The Binding Database

The Binding database consists of 4 tables: one Anchor Key table and three Alternate Key tables. Each binding table record maintains a list of one or more binding-capable sessions that contain a reference to the binding key. These sessions are referred to using a Session Reference (SessionRef) instance, which is just a shorter means of identifying a session (shorter than a Diameter Session Id string).

The more permanent keys (IMSI and MSISDN) can be referenced by more than one binding-capable session. These keys will not be removed until the last binding-capable session that included the key is terminated.

The transient keys (IP Addresses), on the other hand, can be referenced only by a single binding-capable session.

The metadata captured by IDIH for the PCA includes the results of each query that PCA makes to the binding database and the associated result. Whenever the result of a database query is captured in PCA metadata, it will include the identity of the specific server that generated the response.

Anchor Key

Because binding capable sessions can originate from different places in the network at nearly the same time, it is necessary to serialize the requests to prevent both from being assigned to different PCRFs. Serialization is accomplished by requiring that binding capable session origination messages (i.e. CCR-I) always contain an IMSI and that the IMSI is always used for creation of new bindings

See Error Codes.

Alternate Keys

Alternate Keys provide different ways to identify a subscriber. Alternate Keys are created by binding-capable sessions and used by binding-dependent sessions.

For example, a UE attached to a binding-dependent interface like Rx might not have access to the subscriber’s IMSI, but might have an IPv6 address that has been temporarily assigned to the subscriber. This IPv6 Alternate Key can be used to find the subscriber binding and the correct PCRF to route the Rx or Gx-Prime request to, only if that IPv6 Alternate Key record was previously created by a binding-capable session.

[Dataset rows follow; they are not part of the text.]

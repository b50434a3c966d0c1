//! Internal error types for the submission/directory path.
//!
//! The public `aio_*` surface never returns these directly — it flattens
//! them to the `errno`-shaped integers `spec.md` §6/§7 describe, the same
//! way [`anvil_server::error::RequestError`] wraps foreign error types and
//! gets collapsed to a wire response at the edge.

/// Failure modes of [`crate::directory::acquire`] and [`crate::submit`].
#[derive(Debug, Clone, Copy, PartialEq, Eq, thiserror::Error)]
pub enum SubmitError {
    /// The file descriptor is invalid (negative, or `fcntl(F_GETFD)` failed).
    #[error("bad file descriptor")]
    BadFd,
    /// Directory/queue allocation or worker spawn failed.
    #[error("resource temporarily unavailable")]
    Again,
}

impl SubmitError {
    /// Maps to the POSIX `errno` value `spec.md` §7 requires at the boundary.
    pub fn errno(self) -> i32 {
        match self {
            SubmitError::BadFd => libc::EBADF,
            SubmitError::Again => libc::EAGAIN,
        }
    }
}

/// Outcome codes for [`crate::aio_cancel`] (`spec.md` §4.6, §6).
#[derive(Debug, Clone, Copy, PartialEq, Eq)]
pub enum CancelResult {
    /// At least one matching request was cancelled before completion.
    Canceled = 0,
    /// A matching request existed but had already finished.
    NotCanceled = 1,
    /// No matching request was found (including "no queue for this fd").
    AllDone = 2,
}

Alternate Keys are optional. If all interfaces have access to the IMSI, or Anchor Key, there is no need to create or use Alternate Keys. Alternate Keys are created when they are present in the binding-capable session creation message (CCR-I) and they are assigned a P-DRA Binding Key Priority.

If a binding-capable session initiation message includes multiple Alternate Keys that are also assigned with a Binding Key Priority, all of those Alternate Keys will be created when the binding-capable session is established. When a binding-dependent session creation message arrives, which Alternate Key will be used to find the binding depends to some degree on configuration.

P-DRA allows the handling of Alternate Keys to be configured. The configuration defines which Alternate Keys should be used, and the Priority order in which to use them. (Assignment of Priorities must be consecutive, without skipping a number between two other numbers.)

Table 1 illustrates an example configuration of Alternate Keys. Key types are assigned to the Priority values 1 through 4, where 1 is the highest Priority (IMSI, IPv4, IPv6, or MSISDN). If a particular type of key is not used, that key need not be assigned to a Priority. In the example, IPv4 is not being used as an Alternate Key, meaning that even if a Framed-IP-Address is present in the binding-capable session initiation message, no IPv4 key will be created.

Example of a Binding Key Priority Configuration
Priority Key
1 IMSI
2 IPv6
3 MSISDN
4 <Not Configured>
The Priority order defines the order in which P-DRA looks for a given key type in a binding-dependent session initiating message. In the example in Table 1, P-A will look for keys in the following order and AVP:
  1. IMSI: Subscription-Id AVP with Subscription-Id-Type of END_USER_IMSI
  2. IPv6 Address: Framed-IPv6-Prefix AVP (only high order 64 bits used)
  3. MSISDN: Subscription-Id AVP with Subscription-Id-Type of END_USER_E164
For each key found in the message and assigned a Binding Key Priority, P-DRA will attempt to find a binding record in the corresponding binding database table. If a key is not present, P-A will skip to the next highest Priority key type. Some keys can have more than one instance in a Diameter message, but only the first instance of a given key type will be used in the binding search.
  • If no configured key is present in the Diameter message, an error response is returned to the originator.
  • If keys are present in the Diameter message, but no corresponding binding is found, an error is returned to the originator. The configurable "Binding Not Found" error condition is used. See Error Codes.